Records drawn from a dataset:
************
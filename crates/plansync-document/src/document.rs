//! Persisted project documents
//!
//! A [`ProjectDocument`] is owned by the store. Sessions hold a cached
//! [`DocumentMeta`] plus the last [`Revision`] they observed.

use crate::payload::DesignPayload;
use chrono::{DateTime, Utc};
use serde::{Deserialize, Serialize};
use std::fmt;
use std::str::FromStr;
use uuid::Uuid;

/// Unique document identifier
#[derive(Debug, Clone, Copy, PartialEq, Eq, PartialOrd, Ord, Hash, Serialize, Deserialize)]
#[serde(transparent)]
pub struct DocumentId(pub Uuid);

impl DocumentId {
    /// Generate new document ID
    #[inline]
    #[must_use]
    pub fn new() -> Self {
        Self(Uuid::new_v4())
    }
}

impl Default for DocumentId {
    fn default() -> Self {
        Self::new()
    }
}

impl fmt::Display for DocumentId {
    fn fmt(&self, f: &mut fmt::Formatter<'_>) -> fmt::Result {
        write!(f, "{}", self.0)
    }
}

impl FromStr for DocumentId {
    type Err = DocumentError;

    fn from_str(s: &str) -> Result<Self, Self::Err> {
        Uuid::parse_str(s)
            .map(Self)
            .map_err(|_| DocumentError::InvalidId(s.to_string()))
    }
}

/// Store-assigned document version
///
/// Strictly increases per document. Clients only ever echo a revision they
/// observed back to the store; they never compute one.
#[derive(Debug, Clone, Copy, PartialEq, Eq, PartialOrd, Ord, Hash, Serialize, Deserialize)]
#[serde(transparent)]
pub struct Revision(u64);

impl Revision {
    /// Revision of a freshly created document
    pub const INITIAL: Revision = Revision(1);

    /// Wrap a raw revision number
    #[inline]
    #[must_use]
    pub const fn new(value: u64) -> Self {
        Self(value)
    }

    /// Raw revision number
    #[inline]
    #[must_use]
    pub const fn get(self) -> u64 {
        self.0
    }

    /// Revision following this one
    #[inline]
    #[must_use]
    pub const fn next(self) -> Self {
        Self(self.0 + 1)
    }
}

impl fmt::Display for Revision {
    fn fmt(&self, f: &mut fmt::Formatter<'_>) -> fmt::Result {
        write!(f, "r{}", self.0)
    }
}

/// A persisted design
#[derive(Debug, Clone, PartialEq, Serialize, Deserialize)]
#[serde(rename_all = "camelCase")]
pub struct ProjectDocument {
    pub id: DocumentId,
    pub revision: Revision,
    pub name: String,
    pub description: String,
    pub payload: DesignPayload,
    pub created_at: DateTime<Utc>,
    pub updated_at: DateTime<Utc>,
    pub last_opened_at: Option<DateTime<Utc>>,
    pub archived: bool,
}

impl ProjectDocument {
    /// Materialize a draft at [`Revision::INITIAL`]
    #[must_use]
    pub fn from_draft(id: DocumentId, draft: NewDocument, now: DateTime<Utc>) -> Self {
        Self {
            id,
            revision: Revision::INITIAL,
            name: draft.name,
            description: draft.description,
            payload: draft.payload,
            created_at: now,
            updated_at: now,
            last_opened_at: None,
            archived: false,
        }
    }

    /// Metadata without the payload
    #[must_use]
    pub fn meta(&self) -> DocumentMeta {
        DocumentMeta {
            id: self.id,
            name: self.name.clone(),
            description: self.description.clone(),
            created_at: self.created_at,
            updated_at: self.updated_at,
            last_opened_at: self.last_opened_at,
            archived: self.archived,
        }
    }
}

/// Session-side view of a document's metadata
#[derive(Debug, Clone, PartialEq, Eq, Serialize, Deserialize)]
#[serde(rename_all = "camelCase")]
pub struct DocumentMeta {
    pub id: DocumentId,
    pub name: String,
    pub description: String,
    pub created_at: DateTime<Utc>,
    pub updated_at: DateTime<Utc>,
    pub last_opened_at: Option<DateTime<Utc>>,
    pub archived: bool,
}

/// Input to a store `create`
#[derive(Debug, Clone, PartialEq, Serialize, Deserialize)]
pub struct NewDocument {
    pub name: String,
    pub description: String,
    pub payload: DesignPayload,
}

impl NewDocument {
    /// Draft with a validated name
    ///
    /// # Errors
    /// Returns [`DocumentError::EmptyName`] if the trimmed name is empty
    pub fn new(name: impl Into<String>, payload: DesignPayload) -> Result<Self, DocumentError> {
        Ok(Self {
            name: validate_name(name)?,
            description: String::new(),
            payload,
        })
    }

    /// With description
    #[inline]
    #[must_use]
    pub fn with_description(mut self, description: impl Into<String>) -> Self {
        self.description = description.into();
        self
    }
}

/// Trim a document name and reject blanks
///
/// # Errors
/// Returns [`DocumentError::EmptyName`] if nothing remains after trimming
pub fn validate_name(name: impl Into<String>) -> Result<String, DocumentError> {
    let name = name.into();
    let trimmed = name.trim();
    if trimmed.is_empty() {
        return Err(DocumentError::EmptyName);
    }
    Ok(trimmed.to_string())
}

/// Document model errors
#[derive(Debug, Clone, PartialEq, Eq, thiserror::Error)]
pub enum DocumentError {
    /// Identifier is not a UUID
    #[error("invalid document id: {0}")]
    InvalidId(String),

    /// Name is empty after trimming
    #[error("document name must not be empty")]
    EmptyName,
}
************
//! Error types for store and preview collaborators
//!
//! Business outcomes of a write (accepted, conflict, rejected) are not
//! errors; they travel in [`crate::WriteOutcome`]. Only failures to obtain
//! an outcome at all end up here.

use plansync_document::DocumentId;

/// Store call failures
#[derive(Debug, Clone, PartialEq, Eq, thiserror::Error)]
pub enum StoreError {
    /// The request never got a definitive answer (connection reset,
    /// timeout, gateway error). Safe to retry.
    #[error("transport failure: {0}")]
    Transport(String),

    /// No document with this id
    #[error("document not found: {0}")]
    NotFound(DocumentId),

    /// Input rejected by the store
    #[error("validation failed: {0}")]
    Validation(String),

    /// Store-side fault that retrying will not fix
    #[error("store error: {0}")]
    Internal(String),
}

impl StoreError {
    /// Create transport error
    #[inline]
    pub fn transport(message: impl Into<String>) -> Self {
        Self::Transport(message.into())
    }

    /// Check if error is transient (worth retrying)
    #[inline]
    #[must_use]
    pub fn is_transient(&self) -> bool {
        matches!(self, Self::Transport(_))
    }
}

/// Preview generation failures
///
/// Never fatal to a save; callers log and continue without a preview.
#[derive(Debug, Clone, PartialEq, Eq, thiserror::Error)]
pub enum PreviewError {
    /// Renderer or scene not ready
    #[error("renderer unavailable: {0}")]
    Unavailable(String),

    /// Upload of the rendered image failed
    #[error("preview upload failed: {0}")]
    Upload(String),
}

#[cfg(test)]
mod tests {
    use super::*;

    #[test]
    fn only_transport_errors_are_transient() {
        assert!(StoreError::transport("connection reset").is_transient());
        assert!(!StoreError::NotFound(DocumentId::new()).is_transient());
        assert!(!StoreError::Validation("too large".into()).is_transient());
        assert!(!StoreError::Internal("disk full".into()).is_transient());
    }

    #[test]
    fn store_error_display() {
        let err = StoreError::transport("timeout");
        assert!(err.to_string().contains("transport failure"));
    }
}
************
Lines with the word "archived" in the data need counting; report the count alone.

4